Are you stuck in a rut?
Do you find it difficult to make any changes in your life or if changes do occur is it hard to make adjustments? Sometimes we are faced with challenges and change whether it is at work, home or in our personal relationships. Usually the first reaction is "I don’t want to go there" "It’s too hard – I like things the way they are". And this is a very normal reaction, especially if "change" means losing something that is familiar to you.
A way to deal with changes in our lives is to firstly look back and see what things have changed during our lives – how we felt then and now. Take decimal currency for instance (those of you who remember the old sterling system). This was a huge impact on our society and we had to re-learn a system, which, even though it was simpler, was still "new". Now – we don’t even give it a thought. There are numerous examples of societal and personal change, which we can recall and use as an example.
Once you realise that change is inevitable – we need to know as much about the "new" system as we can – so learning or researching what it is will help us to understand. Then looking at the issues of change – letting go, addressing grief and loss and talking about these issues. Knowing that the steps of grieving are no different for us when we lose a loved one, a job, a home or a lifestyle.

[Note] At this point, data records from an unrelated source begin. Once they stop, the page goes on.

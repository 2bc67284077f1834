//! TUI rendering and terminal management (impure shell)

pub mod events;
mod host;
pub mod layout;
pub mod pane;
pub mod styles;

pub use events::{CrosstermEvents, TerminalEvents};
pub use host::TerminalHost;
pub use layout::{calculate_layout, ScreenLayout, StatusInfo};
pub use pane::Pane;
pub use styles::{ColorConfig, PaneStyles};

use crate::config::{KeyBindings, ResolvedConfig};
use crate::gesture::{perform_drag_scroll_with_fallback, PointerEvent};
use crate::model::KeyAction;
use crate::source::Document;
use crossterm::{
    event::{
        Event, KeyCode, KeyEvent, KeyEventKind, KeyModifiers, MouseButton, MouseEvent,
        MouseEventKind,
    },
    terminal::{disable_raw_mode, enable_raw_mode, EnterAlternateScreen, LeaveAlternateScreen},
    ExecutableCommand,
};
use ratatui::{backend::CrosstermBackend, layout::Rect, Terminal};
use std::io::{self, Stdout};
use thiserror::Error;
use tracing::{debug, info};

/// Errors that can occur during TUI operations
#[derive(Debug, Error)]
pub enum TuiError {
    /// IO error during terminal operations
    #[error("Terminal IO error: {0}")]
    Io(#[from] io::Error),

    /// Input source error
    #[error("Input error: {0}")]
    Input(#[from] crate::model::InputError),
}

/// Main TUI application
///
/// Generic over backend and event source to support testing with
/// `TestBackend` and scripted input.
pub struct TuiApp<B, E>
where
    B: ratatui::backend::Backend,
    E: TerminalEvents,
{
    terminal: Terminal<B>,
    events: E,
    document: Document,
    panes: [Pane; 2],
    active: usize,
    config: ResolvedConfig,
    key_bindings: KeyBindings,
    styles: PaneStyles,
    dragging: bool,
    message: Option<String>,
    /// Event that ended a gesture, handled by the main loop next.
    requeued: Option<Event>,
}

impl<B, E> TuiApp<B, E>
where
    B: ratatui::backend::Backend,
    E: TerminalEvents,
{
    /// Create an application showing `document` in two panes.
    ///
    /// # Errors
    ///
    /// Returns `TuiError::Io` if the terminal size cannot be read.
    pub fn new(
        terminal: Terminal<B>,
        events: E,
        document: Document,
        config: ResolvedConfig,
    ) -> Result<Self, TuiError> {
        let panes = [
            Pane::new(&document, config.scroll_margin),
            Pane::new(&document, config.scroll_margin),
        ];
        let mut app = Self {
            terminal,
            events,
            document,
            panes,
            active: 0,
            config,
            key_bindings: KeyBindings::default(),
            styles: PaneStyles::new(),
            dragging: false,
            message: None,
            requeued: None,
        };
        app.relayout()?;
        Ok(app)
    }

    /// Run the main event loop
    ///
    /// Returns when user quits (q or Ctrl+C). Redraws after every handled
    /// event; a drag gesture redraws on its own while it runs.
    ///
    /// # Errors
    ///
    /// Returns `TuiError::Io` on terminal read or draw failures.
    pub fn run(&mut self) -> Result<(), TuiError> {
        // Initial render - ensures screen has content immediately
        self.draw()?;

        loop {
            let event = match self.requeued.take() {
                Some(event) => event,
                None => match self.events.next_event(None)? {
                    Some(event) => event,
                    None => continue,
                },
            };

            match event {
                Event::Key(key) => {
                    if key.kind == KeyEventKind::Press && self.handle_key(key) {
                        return Ok(()); // User quit
                    }
                }
                Event::Mouse(mouse) => self.handle_mouse(mouse)?,
                Event::Resize(width, height) => self.handle_resize(width, height),
                _ => continue,
            }
            self.draw()?;
        }
    }

    /// Handle a single keyboard event
    ///
    /// Returns true if app should quit
    fn handle_key(&mut self, key: KeyEvent) -> bool {
        // Ctrl+C should always quit, even if not in bindings
        if key.code == KeyCode::Char('c') && key.modifiers.contains(KeyModifiers::CONTROL) {
            return true;
        }

        let Some(action) = self.key_bindings.get(key) else {
            return false;
        };

        match action {
            KeyAction::Quit => return true,
            KeyAction::NextPane => {
                self.active = (self.active + 1) % self.panes.len();
                debug!(pane = self.active, "Switched pane");
            }
            // Only meaningful while dragging; the gesture host handles them
            action if action.is_drag_action() => {}
            action => {
                let active = self.active;
                self.panes[active].apply(action);
            }
        }
        false
    }

    /// Handle a single mouse event
    ///
    /// Middle press starts a drag gesture, left press focuses the pane and
    /// places the cursor, the wheel scrolls the pane under the pointer.
    fn handle_mouse(&mut self, mouse: MouseEvent) -> Result<(), TuiError> {
        match mouse.kind {
            MouseEventKind::Down(MouseButton::Middle) => self.drag(mouse),
            MouseEventKind::Down(MouseButton::Left) => {
                if let Some(index) = self.pane_at(mouse.column, mouse.row) {
                    self.active = index;
                    self.panes[index].place_cursor_at(mouse.column, mouse.row);
                }
                Ok(())
            }
            MouseEventKind::ScrollUp | MouseEventKind::ScrollDown => {
                if let Some(index) = self.pane_at(mouse.column, mouse.row) {
                    let action = if mouse.kind == MouseEventKind::ScrollUp {
                        KeyAction::ScrollUp
                    } else {
                        KeyAction::ScrollDown
                    };
                    self.panes[index].apply(action);
                }
                Ok(())
            }
            _ => Ok(()),
        }
    }

    /// Run one drag gesture started by a middle press.
    fn drag(&mut self, mouse: MouseEvent) -> Result<(), TuiError> {
        let pointer_y = i64::from(mouse.row) * i64::from(self.config.line_height_px);
        let event = PointerEvent::new(i64::from(mouse.column), pointer_y);
        let drag_config = self.config.drag.clone();

        self.dragging = true;
        self.message = None;
        let result = {
            let mut host = TerminalHost::new(self, pointer_y);
            perform_drag_scroll_with_fallback(&mut host, &drag_config, &event, |host| {
                host.place_cursor_at_pointer(&event)
            })
        };
        self.dragging = false;

        let scrolled = result?;
        debug!(scrolled, pane = self.active, "Drag finished");
        Ok(())
    }

    /// Handle a terminal resize event
    fn handle_resize(&mut self, width: u16, height: u16) {
        debug!("Handling resize to {}x{}", width, height);
        self.layout_panes(Rect::new(0, 0, width, height));
    }

    /// Lay the panes out for the current terminal size.
    fn relayout(&mut self) -> Result<(), TuiError> {
        let size = self.terminal.size()?;
        self.layout_panes(Rect::new(0, 0, size.width, size.height));
        Ok(())
    }

    fn layout_panes(&mut self, area: Rect) {
        let layout = calculate_layout(area);
        for (pane, area) in self.panes.iter_mut().zip(layout.panes) {
            pane.set_area(area);
        }
    }

    /// Render the current frame
    fn draw(&mut self) -> Result<(), TuiError> {
        self.relayout()?;

        let Self {
            terminal,
            document,
            panes,
            active,
            styles,
            dragging,
            message,
            ..
        } = self;
        let status = StatusInfo {
            active: *active,
            dragging: *dragging,
            message: message.as_deref(),
        };

        terminal.draw(|frame| {
            layout::render_layout(frame, panes, document, status, styles);
        })?;

        Ok(())
    }

    /// Index of the pane containing the cell at `column`, `row`.
    fn pane_at(&self, column: u16, row: u16) -> Option<usize> {
        self.panes.iter().position(|pane| pane.contains(column, row))
    }

    fn set_message(&mut self, message: impl Into<String>) {
        self.message = Some(message.into());
    }

    /// Hand an event that ended a gesture back to the main loop.
    fn requeue(&mut self, event: Event) {
        self.requeued = Some(event);
    }

    /// Both panes, left then right.
    pub fn panes(&self) -> &[Pane; 2] {
        &self.panes
    }

    /// Index of the focused pane.
    pub fn active_pane(&self) -> usize {
        self.active
    }

    /// The terminal, for inspecting what was drawn.
    pub fn terminal(&self) -> &Terminal<B> {
        &self.terminal
    }

    /// The event source.
    pub fn events(&self) -> &E {
        &self.events
    }
}

/// Initialize and run the TUI application on the real terminal.
///
/// Handles terminal setup, runs the event loop, and ensures cleanup on exit.
///
/// Note: Logging must be initialized by caller before calling this function.
///
/// # Errors
///
/// Returns `TuiError::Io` for terminal setup, input or drawing failures.
pub fn run_with_document(document: Document, config: ResolvedConfig) -> Result<(), TuiError> {
    enable_raw_mode()?;
    let mut stdout = io::stdout();
    stdout.execute(EnterAlternateScreen)?;
    stdout.execute(crossterm::event::EnableMouseCapture)?;
    let backend: CrosstermBackend<Stdout> = CrosstermBackend::new(stdout);

    info!(lines = document.len(), "Starting viewer");

    // Run the app and ensure cleanup happens even on error
    let result = Terminal::new(backend)
        .map_err(TuiError::from)
        .and_then(|terminal| TuiApp::new(terminal, CrosstermEvents, document, config))
        .and_then(|mut app| app.run());

    // Always restore terminal state
    restore_terminal()?;

    result
}

/// Restore terminal to normal state
///
/// Disables raw mode, mouse capture, and leaves alternate screen
fn restore_terminal() -> Result<(), TuiError> {
    disable_raw_mode()?;
    io::stdout().execute(crossterm::event::DisableMouseCapture)?;
    io::stdout().execute(LeaveAlternateScreen)?;
    Ok(())
}

#[cfg(test)]
mod tests {
    use super::*;
    use crate::scroll::Viewport;
    use crate::test_harness::render_to_string;
    use crate::view::events::ScriptedEvents;
    use ratatui::backend::TestBackend;

    #[test]
    fn tui_error_from_io_error() {
        let io_err = io::Error::other("test error");
        let tui_err: TuiError = io_err.into();
        assert!(matches!(tui_err, TuiError::Io(_)));
    }

    // Helper to create test TuiApp
    fn create_test_app() -> TuiApp<TestBackend, ScriptedEvents> {
        let terminal = Terminal::new(TestBackend::new(80, 24)).unwrap();
        let document = Document::new((1..=200).map(|n| format!("line number {n}")).collect());
        TuiApp::new(terminal, ScriptedEvents::new(), document, ResolvedConfig::default()).unwrap()
    }

    fn key(code: KeyCode) -> KeyEvent {
        KeyEvent::new(code, KeyModifiers::NONE)
    }

    #[test]
    fn handle_key_q_returns_true() {
        let mut app = create_test_app();
        assert!(app.handle_key(key(KeyCode::Char('q'))));
    }

    #[test]
    fn handle_key_ctrl_c_returns_true() {
        let mut app = create_test_app();
        let ctrl_c = KeyEvent::new(KeyCode::Char('c'), KeyModifiers::CONTROL);
        assert!(app.handle_key(ctrl_c));
    }

    #[test]
    fn handle_key_other_returns_false() {
        let mut app = create_test_app();
        assert!(!app.handle_key(key(KeyCode::Char('x'))));
    }

    #[test]
    fn new_sizes_panes_to_terminal() {
        let app = create_test_app();
        // 24 rows minus status bar minus two border rows.
        assert_eq!(app.panes()[0].viewport().visible_lines(), 21);
        assert_eq!(app.panes()[1].viewport().visible_lines(), 21);
    }

    #[test]
    fn handle_key_j_scrolls_only_focused_pane() {
        let mut app = create_test_app();
        app.handle_key(key(KeyCode::Char('j')));
        assert_eq!(app.panes()[0].viewport().line_offset(), 1);
        assert_eq!(app.panes()[1].viewport().line_offset(), 0);
    }

    #[test]
    fn handle_key_tab_switches_pane() {
        let mut app = create_test_app();
        app.handle_key(key(KeyCode::Tab));
        assert_eq!(app.active_pane(), 1);
        app.handle_key(key(KeyCode::Down));
        assert_eq!(app.panes()[1].viewport().line_offset(), 1);
        app.handle_key(key(KeyCode::Tab));
        assert_eq!(app.active_pane(), 0);
    }

    #[test]
    fn drag_keys_outside_gesture_do_nothing() {
        let mut app = create_test_app();
        assert!(!app.handle_key(key(KeyCode::Esc)));
        assert!(!app.handle_key(key(KeyCode::Char(' '))));
        assert_eq!(app.panes()[0].viewport().line_offset(), 0);
    }

    #[test]
    fn left_click_focuses_pane_and_places_cursor() {
        let mut app = create_test_app();
        let click = MouseEvent {
            kind: MouseEventKind::Down(MouseButton::Left),
            column: 45,
            row: 3,
            modifiers: KeyModifiers::NONE,
        };
        app.handle_mouse(click).unwrap();
        assert_eq!(app.active_pane(), 1);
        assert_eq!(app.panes()[1].viewport().cursor().line, 2);
    }

    #[test]
    fn wheel_scrolls_pane_under_pointer() {
        let mut app = create_test_app();
        let wheel = MouseEvent {
            kind: MouseEventKind::ScrollDown,
            column: 60,
            row: 5,
            modifiers: KeyModifiers::NONE,
        };
        app.handle_mouse(wheel).unwrap();
        assert_eq!(app.panes()[1].viewport().line_offset(), 1);
        assert_eq!(app.active_pane(), 0, "the wheel does not move focus");
    }

    #[test]
    fn draw_renders_document_and_status() {
        let mut app = create_test_app();
        app.draw().unwrap();
        let screen = render_to_string(&app);
        assert!(screen.contains("line number 1 "), "{screen}");
        assert!(screen.contains("Pane 1 | line 1:0"), "{screen}");
        assert!(screen.contains("VIEW | pane 1 | line 1/200 +0px"), "{screen}");
    }

    #[test]
    fn resize_relayouts_panes() {
        let mut app = create_test_app();
        app.handle_resize(100, 12);
        assert_eq!(app.panes()[0].viewport().visible_lines(), 9);
        assert_eq!(app.panes()[1].area().x, 50);
    }
}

It’s not easy getting out of our "comfort zone" and if you can identify that you are having a struggle to cope with any changes in your life, setting new goals and moving forward, then it might be time to talk it over with someone. Counselling can often help you work through the process and give you a new perspective on what the changes may bring. Remember, that help is our there.
“Don’t worry – it may never happen”.
How many times have we heard this said and not taken any notice but gone on worrying and stressing over things that may (or may not) happen. We plan and prepare for an event, covering every contingency, then whammo, something happens which wasn’t “on the plan”. It is important to note how we react to these sudden changes in plan… some individuals seem to be able to accept changes midstream and move in another direction. Others react in a negative way – becoming quite anxious and upset that their plans were interrupted or worse still “failed”. For some this “failure” or loss of control can be devastating and it is almost impossible for them to see an alternative solution.
Having the ability to accept that we have to rethink our plans is preferable, but how do we do this? It may be helpful to have the attitude that every situation is a learning and growing experience and asking ourselves “what is the alternative” or “will this matter a year from now?” can lighten the burden of (perceived) failure. Some things are meant to happen the way we don’t expect them to. Remember that there are no failures, just challenging experiences. Take the opportunity to learn more about ourselves and if we don’t like the way we react…then talk to someone who may be able to help. Remember the energy used to feel angry and overwhelmed can be put to better use engaging in creative or pleasurable experiences.